All lines in the records below with the word "SolveOptions" must be returned.

(Collected data)

Start of Block

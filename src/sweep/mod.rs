//! Solver-quality sweep over generated feasible scenarios.

pub mod evaluation;
pub mod output;
pub mod scenarios;

pub use evaluation::{
    evaluate_scenario, run_sweep, summarize, ScenarioOutcome, SweepConfig, SweepResults,
    SweepSummary,
};
pub use output::{print_summary, write_csv};
pub use scenarios::{generate_scenario, generate_scenarios, Scenario, ScenarioConfig, CATALOG};
use std::fs;
use std::path::Path;

use serde::{Deserialize, Serialize};

use crate::error::Result;
use crate::models::ToleranceWindow;
use crate::planner::constants::DEFAULT_MAX_ITERATIONS;
use crate::planner::targets::{NutritionSettings, WeeklyOverride};

/// Options recognized by `solve`. Missing JSON fields take their defaults.
#[derive(Debug, Clone, PartialEq, Serialize, Deserialize)]
#[serde(default, rename_all = "camelCase")]
pub struct SolveOptions {
    /// Total iteration budget across all strategies.
    pub max_iterations: usize,
    pub tolerances: ToleranceWindow,
    /// Count seasoning nutrients toward totals.
    pub seasonings_count_macros: bool,
    /// Attach per-attempt diagnostics to the result.
    pub debug_mode: bool,
}

impl Default for SolveOptions {
    fn default() -> Self {
        Self {
            max_iterations: DEFAULT_MAX_ITERATIONS,
            tolerances: ToleranceWindow::default(),
            seasonings_count_macros: false,
            debug_mode: false,
        }
    }
}

/// Global nutrition settings plus any weekly overrides, as stored on disk.
#[derive(Debug, Clone, Default, Serialize, Deserialize)]
#[serde(default)]
pub struct SettingsFile {
    pub settings: NutritionSettings,
    pub overrides: Vec<WeeklyOverride>,
}

/// Load solve options from a JSON file.
pub fn load_options<P: AsRef<Path>>(path: P) -> Result<SolveOptions> {
    let content = fs::read_to_string(path)?;
    Ok(serde_json::from_str(&content)?)
}

/// Load nutrition settings from a JSON file.
pub fn load_settings<P: AsRef<Path>>(path: P) -> Result<SettingsFile> {
    let content = fs::read_to_string(path)?;
    Ok(serde_json::from_str(&content)?)
}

End of Block

TASK RESPONSE
pub struct SolveOptions {
impl Default for SolveOptions {
pub fn load_options<P: AsRef<Path>>(path: P) -> Result<SolveOptions> {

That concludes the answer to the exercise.